**WHAT YOU NEED TO DO**:
Could you transcribe every entry exactly, leaving nothing out?

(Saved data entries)
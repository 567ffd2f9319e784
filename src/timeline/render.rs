//! Everything the chart draws for one `(TimelineData, TimelineViewState)` pair.

use super::grid::{CalendarGrid, GridAnnotations};
use super::position::{BarGeometry, TimelineScale};
use super::stacking::OverlapStacker;
use super::utilization::{self, BucketUtilization};
use crate::model::{Assignment, AssignmentId, Employee, EmployeeId, TimelineData, TimelineViewState};

/// Height of one stacked bar.
pub const BAR_HEIGHT: f32 = 28.0;
/// Vertical distance between stacked rows.
pub const ROW_PITCH: f32 = 32.0;
pub const LANE_PADDING: f32 = 6.0;
/// Utilization strip under each lane.
pub const UTILIZATION_HEIGHT: f32 = 18.0;
pub const MIN_LANE_HEIGHT: f32 = 38.0;

#[derive(Debug, Clone, PartialEq)]
pub struct RenderedBar {
    pub assignment_id: AssignmentId,
    pub employee_id: EmployeeId,
    /// Index into the employee's `assignments`.
    pub assignment_index: usize,
    pub geometry: BarGeometry,
    pub row: usize,
}

impl RenderedBar {
    /// Top of the bar relative to its lane.
    pub fn top(&self) -> f32 {
        LANE_PADDING / 2.0 + self.row as f32 * ROW_PITCH
    }
}

#[derive(Debug, Clone, PartialEq)]
pub struct EmployeeLane {
    pub employee_id: EmployeeId,
    pub name: String,
    pub team: Option<String>,
    pub bars: Vec<RenderedBar>,
    pub max_rows: usize,
    pub utilization: Vec<BucketUtilization>,
}

impl EmployeeLane {
    pub fn height(&self) -> f32 {
        (self.max_rows as f32 * ROW_PITCH + LANE_PADDING + UTILIZATION_HEIGHT).max(MIN_LANE_HEIGHT)
    }

    /// Bars only, without the utilization strip.
    pub fn bars_height(&self) -> f32 {
        self.height() - UTILIZATION_HEIGHT
    }
}

#[derive(Debug, Clone, PartialEq)]
pub struct RenderModel {
    pub grid: CalendarGrid,
    pub scale: TimelineScale,
    pub lanes: Vec<EmployeeLane>,
}

impl RenderModel {
    pub fn build(data: &TimelineData, view: &TimelineViewState) -> Self {
        let grid = CalendarGrid::for_view(view, &GridAnnotations::from_data(data));
        let scale = TimelineScale::for_grid(&grid);
        let lanes = data
            .employees
            .iter()
            .map(|employee| lane(&grid, &scale, employee))
            .collect();
        Self { grid, scale, lanes }
    }

    pub fn total_height(&self) -> f32 {
        self.lanes.iter().map(EmployeeLane::height).sum()
    }

    pub fn lane(&self, employee_id: EmployeeId) -> Option<&EmployeeLane> {
        self.lanes.iter().find(|l| l.employee_id == employee_id)
    }

    /// Lane index under a y offset from the top of the first lane.
    pub fn lane_at(&self, y: f32) -> Option<usize> {
        if y < 0.0 {
            return None;
        }
        let mut top = 0.0;
        for (index, lane) in self.lanes.iter().enumerate() {
            let bottom = top + lane.height();
            if y < bottom {
                return Some(index);
            }
            top = bottom;
        }
        None
    }
}

fn lane(grid: &CalendarGrid, scale: &TimelineScale, employee: &Employee) -> EmployeeLane {
    let mut stacker = OverlapStacker::new();
    let bars = employee
        .assignments
        .iter()
        .enumerate()
        .filter_map(|(index, assignment): (usize, &Assignment)| {
            let geometry = scale.position(assignment.start, assignment.end)?;
            Some(RenderedBar {
                assignment_id: assignment.id,
                employee_id: employee.id,
                assignment_index: index,
                geometry,
                row: stacker.place(geometry),
            })
        })
        .collect();

    EmployeeLane {
        employee_id: employee.id,
        name: employee.name.clone(),
        team: employee.team.clone(),
        bars,
        max_rows: stacker.row_count(),
        utilization: utilization::for_employee(grid, employee),
    }
}

#[cfg(test)]
mod tests {
    use chrono::NaiveDate;
    use uuid::Uuid;

    use super::*;
    use crate::model::{AllocationKind, Holiday, ProjectColor, ZoomMode};
    use crate::timeline::utilization::Severity;

    fn d(y: i32, m: u32, day: u32) -> NaiveDate {
        NaiveDate::from_ymd_opt(y, m, day).unwrap()
    }

    fn assignment(id: u128, employee: u128, start: NaiveDate, end: NaiveDate) -> Assignment {
        Assignment {
            id: Uuid::from_u128(id),
            employee_id: Uuid::from_u128(employee),
            project_id: Uuid::from_u128(500),
            project_name: "Atlas".into(),
            project_color: ProjectColor::rgb(66, 133, 244),
            start,
            end,
            allocation_kind: AllocationKind::Percentage,
            allocation_value: 50.0,
            daily_hours: 4.0,
            note: None,
            is_tentative: false,
        }
    }

    fn employee(id: u128, assignments: Vec<Assignment>) -> Employee {
        Employee {
            id: Uuid::from_u128(id),
            name: format!("Employee {id}"),
            team: Some("Backend".into()),
            assignments,
            utilization: Default::default(),
        }
    }

    #[test]
    fn weekly_lane_stacks_overlaps_and_computes_utilization() {
        let data = TimelineData {
            employees: vec![employee(
                1,
                vec![
                    assignment(10, 1, d(2025, 3, 3), d(2025, 3, 5)),
                    assignment(11, 1, d(2025, 3, 4), d(2025, 3, 6)),
                    assignment(12, 1, d(2025, 6, 1), d(2025, 6, 30)),
                ],
            )],
            holidays: vec![Holiday {
                date: d(2025, 3, 7),
                name: "Closed".into(),
            }],
            ..TimelineData::default()
        };
        let view = TimelineViewState::new(ZoomMode::Weekly, d(2025, 3, 3));
        let model = RenderModel::build(&data, &view);

        let lane = &model.lanes[0];
        assert_eq!(lane.bars.len(), 2, "June lies outside the window");
        assert_eq!(lane.bars[0].row, 0);
        assert_eq!(lane.bars[1].row, 1);
        assert_eq!(lane.bars[1].assignment_index, 1);
        assert_eq!(lane.max_rows, 2);
        assert_eq!(lane.height(), 2.0 * ROW_PITCH + LANE_PADDING + UTILIZATION_HEIGHT);

        // 6 assignment-days × 4 h over 4 working days (Friday is a holiday)
        assert_eq!(lane.utilization[0].record.hours, 24.0);
        assert_eq!(lane.utilization[0].display_percentage(), 75);
        assert_eq!(lane.utilization[0].severity, Severity::Normal);
        assert_eq!(lane.utilization.len(), 4);
    }

    #[test]
    fn empty_lane_keeps_minimum_height() {
        let data = TimelineData {
            employees: vec![employee(1, Vec::new())],
            ..TimelineData::default()
        };
        let model = RenderModel::build(&data, &TimelineViewState::new(ZoomMode::Monthly, d(2025, 1, 1)));
        assert_eq!(model.lanes[0].max_rows, 1);
        assert_eq!(model.lanes[0].height(), 1.0 * ROW_PITCH + LANE_PADDING + UTILIZATION_HEIGHT);
        assert!(model.lanes[0].height() >= MIN_LANE_HEIGHT);
        assert_eq!(model.lanes[0].utilization.len(), 5);
    }

    #[test]
    fn lane_lookup_by_offset() {
        let data = TimelineData {
            employees: vec![employee(1, Vec::new()), employee(2, Vec::new())],
            ..TimelineData::default()
        };
        let model = RenderModel::build(&data, &TimelineViewState::new(ZoomMode::Weekly, d(2025, 1, 6)));
        let h = model.lanes[0].height();
        assert_eq!(model.lane_at(-1.0), None);
        assert_eq!(model.lane_at(0.0), Some(0));
        assert_eq!(model.lane_at(h + 1.0), Some(1));
        assert_eq!(model.lane_at(model.total_height() + 1.0), None);
        assert_eq!(model.lane(Uuid::from_u128(2)).map(|l| l.name.as_str()), Some("Employee 2"));
    }
}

**PROBLEM SOLUTION**:
repository 567ffd2f9319e784
filename src/timeline/render.rs
//! Everything the chart draws for one `(TimelineData, TimelineViewState)` pair.

use super::grid::{CalendarGrid, GridAnnotations};
use super::position::{BarGeometry, TimelineScale};
use super::stacking::OverlapStacker;
use super::utilization::{self, BucketUtilization};
use crate::model::{Assignment, AssignmentId, Employee, EmployeeId, TimelineData, TimelineViewState};

/// Height of one stacked bar.
pub const BAR_HEIGHT: f32 = 28.0;
/// Vertical distance between stacked rows.
pub const ROW_PITCH: f32 = 32.0;
pub const LANE_PADDING: f32 = 6.0;
/// Utilization strip under each lane.
pub const UTILIZATION_HEIGHT: f32 = 18.0;
pub const MIN_LANE_HEIGHT: f32 = 38.0;

#[derive(Debug, Clone, PartialEq)]
pub struct RenderedBar {
    pub assignment_id: AssignmentId,
    pub employee_id: EmployeeId,
    /// Index into the employee's `assignments`.
    pub assignment_index: usize,
    pub geometry: BarGeometry,
    pub row: usize,
}

impl RenderedBar {
    /// Top of the bar relative to its lane.
    pub fn top(&self) -> f32 {
        LANE_PADDING / 2.0 + self.row as f32 * ROW_PITCH
    }
}

#[derive(Debug, Clone, PartialEq)]
pub struct EmployeeLane {
    pub employee_id: EmployeeId,
    pub name: String,
    pub team: Option<String>,
    pub bars: Vec<RenderedBar>,
    pub max_rows: usize,
    pub utilization: Vec<BucketUtilization>,
}

impl EmployeeLane {
    pub fn height(&self) -> f32 {
        (self.max_rows as f32 * ROW_PITCH + LANE_PADDING + UTILIZATION_HEIGHT).max(MIN_LANE_HEIGHT)
    }

    /// Bars only, without the utilization strip.
    pub fn bars_height(&self) -> f32 {
        self.height() - UTILIZATION_HEIGHT
    }
}

#[derive(Debug, Clone, PartialEq)]
pub struct RenderModel {
    pub grid: CalendarGrid,
    pub scale: TimelineScale,
    pub lanes: Vec<EmployeeLane>,
}

impl RenderModel {
    pub fn build(data: &TimelineData, view: &TimelineViewState) -> Self {
        let grid = CalendarGrid::for_view(view, &GridAnnotations::from_data(data));
        let scale = TimelineScale::for_grid(&grid);
        let lanes = data
            .employees
            .iter()
            .map(|employee| lane(&grid, &scale, employee))
            .collect();
        Self { grid, scale, lanes }
    }

    pub fn total_height(&self) -> f32 {
        self.lanes.iter().map(EmployeeLane::height).sum()
    }

    pub fn lane(&self, employee_id: EmployeeId) -> Option<&EmployeeLane> {
        self.lanes.iter().find(|l| l.employee_id == employee_id)
    }

    /// Lane index under a y offset from the top of the first lane.
    pub fn lane_at(&self, y: f32) -> Option<usize> {
        if y < 0.0 {
            return None;
        }
        let mut top = 0.0;
        for (index, lane) in self.lanes.iter().enumerate() {
            let bottom = top + lane.height();
            if y < bottom {
                return Some(index);
            }
            top = bottom;
        }
        None
    }
}

fn lane(grid: &CalendarGrid, scale: &TimelineScale, employee: &Employee) -> EmployeeLane {
    let mut stacker = OverlapStacker::new();
    let bars = employee
        .assignments
        .iter()
        .enumerate()
        .filter_map(|(index, assignment): (usize, &Assignment)| {
            let geometry = scale.position(assignment.start, assignment.end)?;
            Some(RenderedBar {
                assignment_id: assignment.id,
                employee_id: employee.id,
                assignment_index: index,
                geometry,
                row: stacker.place(geometry),
            })
        })
        .collect();

    EmployeeLane {
        employee_id: employee.id,
        name: employee.name.clone(),
        team: employee.team.clone(),
        bars,
        max_rows: stacker.row_count(),
        utilization: utilization::for_employee(grid, employee),
    }
}

#[cfg(test)]
mod tests {
    use chrono::NaiveDate;
    use uuid::Uuid;

    use super::*;
    use crate::model::{AllocationKind, Holiday, ProjectColor, ZoomMode};
    use crate::timeline::utilization::Severity;

    fn d(y: i32, m: u32, day: u32) -> NaiveDate {
        NaiveDate::from_ymd_opt(y, m, day).unwrap()
    }

    fn assignment(id: u128, employee: u128, start: NaiveDate, end: NaiveDate) -> Assignment {
        Assignment {
            id: Uuid::from_u128(id),
            employee_id: Uuid::from_u128(employee),
            project_id: Uuid::from_u128(500),
            project_name: "Atlas".into(),
            project_color: ProjectColor::rgb(66, 133, 244),
            start,
            end,
            allocation_kind: AllocationKind::Percentage,
            allocation_value: 50.0,
            daily_hours: 4.0,
            note: None,
            is_tentative: false,
        }
    }

    fn employee(id: u128, assignments: Vec<Assignment>) -> Employee {
        Employee {
            id: Uuid::from_u128(id),
            name: format!("Employee {id}"),
            team: Some("Backend".into()),
            assignments,
            utilization: Default::default(),
        }
    }

    #[test]
    fn weekly_lane_stacks_overlaps_and_computes_utilization() {
        let data = TimelineData {
            employees: vec![employee(
                1,
                vec![
                    assignment(10, 1, d(2025, 3, 3), d(2025, 3, 5)),
                    assignment(11, 1, d(2025, 3, 4), d(2025, 3, 6)),
                    assignment(12, 1, d(2025, 6, 1), d(2025, 6, 30)),
                ],
            )],
            holidays: vec![Holiday {
                date: d(2025, 3, 7),
                name: "Closed".into(),
            }],
            ..TimelineData::default()
        };
        let view = TimelineViewState::new(ZoomMode::Weekly, d(2025, 3, 3));
        let model = RenderModel::build(&data, &view);

        let lane = &model.lanes[0];
        assert_eq!(lane.bars.len(), 2, "June lies outside the window");
        assert_eq!(lane.bars[0].row, 0);
        assert_eq!(lane.bars[1].row, 1);
        assert_eq!(lane.bars[1].assignment_index, 1);
        assert_eq!(lane.max_rows, 2);
        assert_eq!(lane.height(), 2.0 * ROW_PITCH + LANE_PADDING + UTILIZATION_HEIGHT);

        // 6 assignment-days × 4 h over 4 working days (Friday is a holiday)
        assert_eq!(lane.utilization[0].record.hours, 24.0);
        assert_eq!(lane.utilization[0].display_percentage(), 75);
        assert_eq!(lane.utilization[0].severity, Severity::Normal);
        assert_eq!(lane.utilization.len(), 4);
    }

    #[test]
    fn empty_lane_keeps_minimum_height() {
        let data = TimelineData {
            employees: vec![employee(1, Vec::new())],
            ..TimelineData::default()
        };
        let model = RenderModel::build(&data, &TimelineViewState::new(ZoomMode::Monthly, d(2025, 1, 1)));
        assert_eq!(model.lanes[0].max_rows, 1);
        assert_eq!(model.lanes[0].height(), 1.0 * ROW_PITCH + LANE_PADDING + UTILIZATION_HEIGHT);
        assert!(model.lanes[0].height() >= MIN_LANE_HEIGHT);
        assert_eq!(model.lanes[0].utilization.len(), 5);
    }

    #[test]
    fn lane_lookup_by_offset() {
        let data = TimelineData {
            employees: vec![employee(1, Vec::new()), employee(2, Vec::new())],
            ..TimelineData::default()
        };
        let model = RenderModel::build(&data, &TimelineViewState::new(ZoomMode::Weekly, d(2025, 1, 6)));
        let h = model.lanes[0].height();
        assert_eq!(model.lane_at(-1.0), None);
        assert_eq!(model.lane_at(0.0), Some(0));
        assert_eq!(model.lane_at(h + 1.0), Some(1));
        assert_eq!(model.lane_at(model.total_height() + 1.0), None);
        assert_eq!(model.lane(Uuid::from_u128(2)).map(|l| l.name.as_str()), Some("Employee 2"));
    }
}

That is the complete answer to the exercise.